Hi @sunnyawake6, thank you for raising the issue.

Pdfium (and therefore pdfium-render) does not support extracting embedded fonts. There are two reasons for this. First, only the font glyphs actually required by the document are included in the document; this is a feature called font subsetting. For instance, if you use a custom font for a drop-cap, and thus use only a single letter from the font, only the glyph for that single letter will be embedded in the document; all other font information will be discarded. So even if you could extract font data from a document, it would probably be incomplete. The second reason you cannot directly extract embedded fonts is to do with licensing. If it was easy to extract complete font resources, it would be trivial to violate licensing agreements made with font creators.

Instead, you may wish to consider using one of the the methods suggested at https://stackoverflow.com/questions/3488042/how-can-i-extract-embedded-fonts-from-a-pdf-as-valid-font-files. Please be aware that this may violate the licenses of font creators. I cannot assist you further with this.

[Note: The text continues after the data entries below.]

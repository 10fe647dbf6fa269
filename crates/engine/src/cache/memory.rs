use std::collections::{HashMap, HashSet};
use std::sync::{Arc, Mutex};
use std::time::Instant;

use tracing::debug;

use super::{CacheError, CacheItem, CacheStore};
use crate::response::RawResponse;

#[derive(Debug, Clone)]
struct CacheEntry {
    expires_at: Option<Instant>,
    tags: Vec<String>,
    value: RawResponse,
}

impl CacheEntry {
    fn is_fresh(&self) -> bool {
        self.expires_at.is_none_or(|expires_at| Instant::now() < expires_at)
    }
}

/// In-process cache store keyed by request cache key.
///
/// Clones share the same underlying map, so one instance can back several
/// managers. Expired entries are dropped lazily on lookup.
#[derive(Debug, Clone)]
pub struct MemoryCache {
    entries: Arc<Mutex<HashMap<String, CacheEntry>>>,
    taggable: bool,
}

impl Default for MemoryCache {
    fn default() -> Self {
        Self::new()
    }
}

impl MemoryCache {
    /// A tag-aware memory cache.
    pub fn new() -> Self {
        Self {
            entries: Arc::new(Mutex::new(HashMap::new())),
            taggable: true,
        }
    }

    /// A memory cache that rejects tagging, for backends without tag support.
    pub fn untagged() -> Self {
        Self {
            taggable: false,
            ..Self::new()
        }
    }

    pub fn len(&self) -> usize {
        self.entries.lock().expect("cache lock").len()
    }

    pub fn is_empty(&self) -> bool {
        self.len() == 0
    }
}

impl CacheStore for MemoryCache {
    fn get_item(&self, key: &str) -> Result<CacheItem, CacheError> {
        let mut entries = self.entries.lock().expect("cache lock");
        let item = CacheItem::new(key);
        match entries.get(key) {
            Some(entry) if entry.is_fresh() => Ok(item.with_value(entry.value.clone()).with_tags(entry.tags.clone())),
            Some(_) => {
                debug!(cache_key = %key, "cache entry expired");
                entries.remove(key);
                Ok(item)
            }
            None => Ok(item),
        }
    }

    fn save(&self, item: &CacheItem) -> Result<(), CacheError> {
        let value = item
            .value()
            .cloned()
            .ok_or_else(|| CacheError::backend(format!("refusing to save '{}' without a value", item.key())))?;
        if !self.taggable && !item.tags().is_empty() {
            return Err(CacheError::TaggingUnsupported);
        }
        let entry = CacheEntry {
            // Lifetimes past the clock's range never expire.
            expires_at: item.lifetime().and_then(|lifetime| Instant::now().checked_add(lifetime)),
            tags: item.tags().to_vec(),
            value,
        };
        self.entries.lock().expect("cache lock").insert(item.key().to_string(), entry);
        Ok(())
    }

    fn delete(&self, key: &str) -> Result<bool, CacheError> {
        Ok(self.entries.lock().expect("cache lock").remove(key).is_some())
    }

    fn is_taggable(&self) -> bool {
        self.taggable
    }

    fn invalidate_tags(&self, tags: &[String]) -> Result<usize, CacheError> {
        if !self.taggable {
            return Err(CacheError::TaggingUnsupported);
        }
        let wanted = tags.iter().map(String::as_str).collect::<HashSet<_>>();
        let mut entries = self.entries.lock().expect("cache lock");
        let before = entries.len();
        entries.retain(|_, entry| !entry.tags.iter().any(|tag| wanted.contains(tag.as_str())));
        let removed = before - entries.len();
        debug!(tag_count = tags.len(), removed, "cache tags invalidated");
        Ok(removed)
    }

    fn clear(&self) -> Result<(), CacheError> {
        self.entries.lock().expect("cache lock").clear();
        Ok(())
    }
}

#[cfg(test)]
mod tests {
    use super::*;
    use std::time::Duration;

    fn item(key: &str) -> CacheItem {
        CacheItem::new(key).with_value(RawResponse::new(200, "{}"))
    }

    #[test]
    fn get_item_misses_then_hits_after_save() {
        let cache = MemoryCache::new();
        assert!(!cache.get_item("a").expect("lookup").is_hit());

        cache.save(&item("a")).expect("save");
        let hit = cache.get_item("a").expect("lookup");
        assert!(hit.is_hit());
        assert_eq!(hit.value().map(|raw| raw.status), Some(200));
    }

    #[test]
    fn expired_entries_are_misses() {
        let cache = MemoryCache::new();
        cache.save(&item("a").with_lifetime(Some(Duration::ZERO))).expect("save");
        assert!(!cache.get_item("a").expect("lookup").is_hit());
        assert!(cache.is_empty());
    }

    #[test]
    fn huge_lifetimes_never_expire() {
        let cache = MemoryCache::new();
        cache.save(&item("a").with_lifetime(Some(Duration::from_secs(u64::MAX)))).expect("save");
        assert!(cache.get_item("a").expect("lookup").is_hit());
    }

    #[test]
    fn invalidate_tags_removes_only_tagged_entries() {
        let cache = MemoryCache::new();
        cache.save(&item("a").with_tags(vec!["blog".into()])).expect("save");
        cache.save(&item("b").with_tags(vec!["shop".into()])).expect("save");
        cache.save(&item("c")).expect("save");

        let removed = cache.invalidate_tags(&["blog".to_string()]).expect("invalidate");
        assert_eq!(removed, 1);
        assert_eq!(cache.len(), 2);
    }

    #[test]
    fn untagged_cache_rejects_tags() {
        let cache = MemoryCache::untagged();
        assert!(!cache.is_taggable());
        assert_eq!(
            cache.save(&item("a").with_tags(vec!["blog".into()])),
            Err(CacheError::TaggingUnsupported)
        );
        assert!(cache.save(&item("a")).is_ok());
    }

    #[test]
    fn save_requires_a_value() {
        let cache = MemoryCache::new();
        assert!(matches!(cache.save(&CacheItem::new("a")), Err(CacheError::Backend { .. })));
    }
}
//! # Fathom Engine
//!
//! The Fathom Engine orchestrates named queries against named data providers.
//! Queries are bound and prepared when added, executed together the first time
//! any result is requested, and decoded through the provider they are bound to.
//!
//! ## Key Features
//!
//! - **Lazy batched execution**: every pending query runs in one concurrent batch
//! - **Sub-requests**: optional queries whose failures never abort their siblings
//! - **Response caching**: pluggable [`CacheStore`] with lifetimes and tags
//! - **Pluggable query kinds**: build strategies resolved by [`fathom_types::QueryKind`]
//!
//! ## Usage
//!
//! ```ignore
//! use fathom_engine::{HttpProvider, QueryManager};
//! use fathom_types::Query;
//!
//! let mut manager = QueryManager::new();
//! manager.add_data_provider("blog", HttpProvider::new("https://api.example.com")?)?;
//! manager.add(Query::rest("/posts").named("posts").with_root_path("data"), None)?;
//!
//! let posts = manager.get_collection("posts", None).await?;
//! println!("{} posts, hit: {:?}", posts.len(), manager.is_hit("posts")?);
//! ```
//!
//! ## Architecture
//!
//! - **`provider`**: the [`DataProvider`] contract plus HTTP and GraphQL providers
//! - **`strategy`**: per-kind request construction and the [`StrategyRegistry`]
//! - **`stack`**: the ordered [`QueryStack`] of bound queries and their responses
//! - **`manager`**: the [`QueryManager`] that ties the pieces together
//! - **`cache`**: the [`CacheStore`] abstraction and an in-memory backend

pub mod cache;
pub mod error;
pub mod manager;
pub mod provider;
pub mod request;
pub mod response;
pub mod stack;
pub mod strategy;

#[cfg(test)]
mod testing;

pub use cache::{CacheError, CacheItem, CacheSettings, CacheStore, MemoryCache};
pub use error::{QueryError, TransportError};
pub use manager::{DEFAULT_CONCURRENCY, QueryManager};
pub use provider::{DataProvider, GraphQlProvider, HttpProvider, run_cached};
pub use request::PreparedRequest;
pub use response::{CacheableResponse, RawResponse};
pub use stack::{EntryState, QueryStack, StackEntry};
pub use strategy::{BuildQueryStrategy, GraphQlStrategy, RestStrategy, StrategyRegistry};
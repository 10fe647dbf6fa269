use std::hash::{DefaultHasher, Hash, Hasher};

use indexmap::IndexMap;
use serde::Serialize;
use serde_json::Value;

/// A provider-native request built from a query, ready to execute.
#[derive(Debug, Clone, PartialEq, Serialize)]
pub struct PreparedRequest {
    pub method: String,
    pub url: String,
    #[serde(skip_serializing_if = "IndexMap::is_empty")]
    pub headers: IndexMap<String, String>,
    #[serde(skip_serializing_if = "Vec::is_empty")]
    pub query: Vec<(String, String)>,
    #[serde(skip_serializing_if = "Option::is_none")]
    pub body: Option<Value>,
    /// Capture transport failures on the response instead of returning them.
    pub suppress_errors: bool,
    /// Whether the response may be stored in and served from a cache.
    pub cacheable: bool,
    /// Name of the provider the request is bound to. Entries from different
    /// providers never share a cache key.
    #[serde(skip)]
    pub cache_scope: String,
}

impl PreparedRequest {
    pub fn new(method: impl Into<String>, url: impl Into<String>) -> Self {
        Self {
            method: method.into(),
            url: url.into(),
            headers: IndexMap::new(),
            query: Vec::new(),
            body: None,
            suppress_errors: false,
            cacheable: false,
            cache_scope: String::new(),
        }
    }

    /// Deterministic cache key covering the provider scope, method, URL,
    /// headers, query pairs, and body.
    ///
    /// Query pairs and headers are sorted first so their order does not split
    /// cache entries. Header names compare case-insensitively.
    pub fn cache_key(&self) -> String {
        let mut pairs = self.query.clone();
        pairs.sort();
        let mut headers = self
            .headers
            .iter()
            .map(|(name, value)| (name.to_ascii_lowercase(), value.as_str()))
            .collect::<Vec<_>>();
        headers.sort();

        let mut hasher = DefaultHasher::new();
        self.cache_scope.hash(&mut hasher);
        self.method.to_ascii_uppercase().hash(&mut hasher);
        self.url.hash(&mut hasher);
        headers.hash(&mut hasher);
        pairs.hash(&mut hasher);
        if let Some(body) = &self.body {
            body.to_string().hash(&mut hasher);
        }
        format!("fathom.{:016x}", hasher.finish())
    }
}

#[cfg(test)]
mod tests {
    use super::*;
    use serde_json::json;

    #[test]
    fn cache_key_ignores_query_pair_order() {
        let mut first = PreparedRequest::new("GET", "https://api.example.com/posts");
        first.query = vec![("page".into(), "2".into()), ("tag".into(), "rust".into())];
        let mut second = first.clone();
        second.query.reverse();

        assert_eq!(first.cache_key(), second.cache_key());
    }

    #[test]
    fn cache_key_distinguishes_bodies() {
        let mut first = PreparedRequest::new("POST", "https://api.example.com/graphql");
        first.body = Some(json!({"query": "{ a }"}));
        let mut second = first.clone();
        second.body = Some(json!({"query": "{ b }"}));

        assert_ne!(first.cache_key(), second.cache_key());
    }

    #[test]
    fn cache_key_covers_headers_and_scope() {
        let mut english = PreparedRequest::new("GET", "https://api.example.com/posts");
        english.headers.insert("Accept-Language".into(), "en".into());
        let mut french = english.clone();
        french.headers.insert("Accept-Language".into(), "fr".into());
        assert_ne!(english.cache_key(), french.cache_key());

        let mut renamed = english.clone();
        renamed.headers = IndexMap::from([("accept-language".to_string(), "en".to_string())]);
        assert_eq!(english.cache_key(), renamed.cache_key());

        let mut other_tenant = english.clone();
        other_tenant.cache_scope = "shop".into();
        assert_ne!(english.cache_key(), other_tenant.cache_key());
    }
}
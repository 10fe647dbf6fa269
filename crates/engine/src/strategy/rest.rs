use fathom_types::{Query, QueryKind};
use fathom_util::{build_query_pairs, join_url, split_path_params};
use serde_json::Value;

use super::{BuildQueryStrategy, query_headers};
use crate::error::QueryError;
use crate::provider::DataProvider;
use crate::request::PreparedRequest;

/// Builds plain HTTP requests.
///
/// `{name}` placeholders in the path are filled from params. For `GET`,
/// `HEAD`, and `DELETE` the leftover params become the query string; for
/// other methods an explicit body wins, otherwise leftovers form a JSON body.
/// Only `GET` and `HEAD` responses are cacheable.
#[derive(Debug, Clone, Copy, Default)]
pub struct RestStrategy;

impl BuildQueryStrategy for RestStrategy {
    fn kind(&self) -> QueryKind {
        QueryKind::REST
    }

    fn build(&self, query: &Query, provider: &dyn DataProvider) -> Result<PreparedRequest, QueryError> {
        let method = query.method().to_ascii_uppercase();
        let (path, remaining) = split_path_params(query.path(), query.params());

        let mut request = PreparedRequest::new(method.as_str(), join_url(provider.base_url(), &path));
        request.headers = query_headers(query);
        request.suppress_errors = query.is_sub_request();
        request.cacheable = matches!(method.as_str(), "GET" | "HEAD");

        match method.as_str() {
            "GET" | "HEAD" | "DELETE" => request.query = build_query_pairs(&remaining),
            _ => {
                request.body = match query.body() {
                    Some(body) => Some(body.clone()),
                    None if remaining.is_empty() => None,
                    None => Some(Value::Object(remaining)),
                }
            }
        }
        Ok(request)
    }
}

#[cfg(test)]
mod tests {
    use super::*;
    use crate::provider::HttpProvider;
    use serde_json::json;

    fn provider() -> HttpProvider {
        HttpProvider::new("https://api.example.com/v1").expect("provider")
    }

    #[test]
    fn get_requests_use_query_string_and_are_cacheable() {
        let query = Query::rest("/posts/{id}/comments")
            .named("comments")
            .with_param("id", 7)
            .with_param("page", 2);

        let request = RestStrategy.build(&query, &provider()).expect("build");
        assert_eq!(request.method, "GET");
        assert_eq!(request.url, "https://api.example.com/v1/posts/7/comments");
        assert_eq!(request.query, vec![("page".to_string(), "2".to_string())]);
        assert!(request.body.is_none());
        assert!(request.cacheable);
        assert!(!request.suppress_errors);
    }

    #[test]
    fn post_requests_send_leftover_params_as_body() {
        let query = Query::rest("/posts").with_method("post").with_param("title", "Hello");

        let request = RestStrategy.build(&query, &provider()).expect("build");
        assert_eq!(request.method, "POST");
        assert!(request.query.is_empty());
        assert_eq!(request.body, Some(json!({"title": "Hello"})));
        assert!(!request.cacheable);
    }

    #[test]
    fn explicit_body_wins_over_params() {
        let query = Query::rest("/posts")
            .with_method("PUT")
            .with_param("ignored", true)
            .with_body(json!({"title": "Explicit"}));

        let request = RestStrategy.build(&query, &provider()).expect("build");
        assert_eq!(request.body, Some(json!({"title": "Explicit"})));
    }

    #[test]
    fn sub_requests_suppress_errors_and_keep_headers() {
        let query = Query::rest("/optional").as_sub_request().with_header("X-Trace", "abc");

        let request = RestStrategy.build(&query, &provider()).expect("build");
        assert!(request.suppress_errors);
        assert_eq!(request.headers.get("X-Trace").map(String::as_str), Some("abc"));
    }
}
use anyhow::{Context, Result};
use async_trait::async_trait;
use fathom_api::{ApiClient, validate_base_url};
use fathom_types::Capability;
use indexmap::IndexMap;
use reqwest::Method;
use serde_json::Value;
use tracing::debug;

use super::{DataProvider, decode_json, run_cached};
use crate::cache::CacheSettings;
use crate::error::{QueryError, TransportError};
use crate::request::PreparedRequest;
use crate::response::{CacheableResponse, RawResponse};

/// Data provider for JSON-over-HTTP APIs.
///
/// Requests inherit the provider's default headers; headers set on the query
/// win on conflict.
#[derive(Debug, Clone)]
pub struct HttpProvider {
    base_url: String,
    headers: IndexMap<String, String>,
    client: ApiClient,
    cache: CacheSettings,
    capabilities: Vec<Capability>,
}

impl HttpProvider {
    pub fn new(base_url: &str) -> Result<Self> {
        validate_base_url(base_url)?;
        Ok(Self {
            base_url: base_url.trim_end_matches('/').to_string(),
            headers: IndexMap::new(),
            client: ApiClient::new().context("create http client")?,
            cache: CacheSettings::default(),
            capabilities: vec![Capability::HTTP],
        })
    }

    pub fn with_header(mut self, name: impl Into<String>, value: impl Into<String>) -> Self {
        self.headers.insert(name.into(), value.into());
        self
    }

    pub fn with_client(mut self, client: ApiClient) -> Self {
        self.client = client;
        self
    }

    pub(crate) fn with_capability(mut self, capability: Capability) -> Self {
        if !self.capabilities.contains(&capability) {
            self.capabilities.push(capability);
        }
        self
    }

    pub fn client(&self) -> &ApiClient {
        &self.client
    }

    pub(crate) fn replace_client(&mut self, client: ApiClient) {
        self.client = client;
    }

    pub(crate) async fn execute(&self, response: &mut CacheableResponse) -> Result<(), TransportError> {
        let request = response.request().clone();
        run_cached(&self.cache, response, self.send(request)).await
    }

    async fn send(&self, request: PreparedRequest) -> Result<RawResponse, TransportError> {
        let method = Method::from_bytes(request.method.to_ascii_uppercase().as_bytes())
            .map_err(|error| TransportError::network(&request.url, format!("invalid method '{}': {}", request.method, error)))?;

        let mut builder = self.client.request(method, &request.url);
        if !request.query.is_empty() {
            builder = builder.query(&request.query);
        }
        for (name, value) in self.headers.iter().filter(|(name, _)| !has_header(&request.headers, name)) {
            builder = builder.header(name.as_str(), value.as_str());
        }
        for (name, value) in &request.headers {
            builder = builder.header(name.as_str(), value.as_str());
        }
        if let Some(body) = &request.body {
            builder = builder.json(body);
        }

        let response = builder
            .send()
            .await
            .map_err(|error| TransportError::network(&request.url, error.to_string()))?;

        let status = response.status().as_u16();
        let headers = response
            .headers()
            .iter()
            .filter_map(|(name, value)| value.to_str().ok().map(|value| (name.as_str().to_ascii_lowercase(), value.to_string())))
            .collect::<IndexMap<_, _>>();
        let body = response
            .text()
            .await
            .map_err(|error| TransportError::network(&request.url, format!("failed to read body: {error}")))?;

        debug!(
            method = %request.method,
            url = %fathom_util::redact_sensitive(&request.url),
            status,
            "http request completed"
        );

        Ok(RawResponse { status, headers, body })
    }
}

fn has_header(headers: &IndexMap<String, String>, name: &str) -> bool {
    headers.keys().any(|existing| existing.eq_ignore_ascii_case(name))
}

#[async_trait]
impl DataProvider for HttpProvider {
    fn capabilities(&self) -> &[Capability] {
        &self.capabilities
    }

    fn base_url(&self) -> &str {
        &self.base_url
    }

    fn cache_settings(&self) -> &CacheSettings {
        &self.cache
    }

    fn cache_settings_mut(&mut self) -> &mut CacheSettings {
        &mut self.cache
    }

    fn set_transport(&mut self, client: ApiClient) -> bool {
        self.replace_client(client);
        true
    }

    async fn run_request(&self, response: &mut CacheableResponse) -> Result<(), TransportError> {
        self.execute(response).await
    }

    fn decode(&self, response: &CacheableResponse) -> Result<Value, QueryError> {
        decode_json(response)
    }
}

Extracting images is usually straight-forward, since (unlike fonts) images are stored intact in the PDF file. Unless the PDF's security settings have specifically been set to prevent image extraction, you can use a recipe like the following to extract images from a document:

Pdfium::new(
        Pdfium::bind_to_library(Pdfium::pdfium_platform_library_name_at_path("./"))
            .or_else(|_| Pdfium::bind_to_system_library())?,
    )
    .load_pdf_from_file("test/image-test.pdf", None)?
    .pages()
    .iter()
    .enumerate()
    .for_each(|(page_index, page)| {
        // For each page in the document, output the images on the page to separate files.

        page.objects()
            .iter()
            .enumerate()
            .for_each(|(object_index, object)| {
                if let Some(image) = object.as_image_object() {
                    // This page object contains an image. Attempt to extract the raw image data.

                    if let Ok(image) = image.get_raw_image() {
                        // Export the raw image data as a JPG.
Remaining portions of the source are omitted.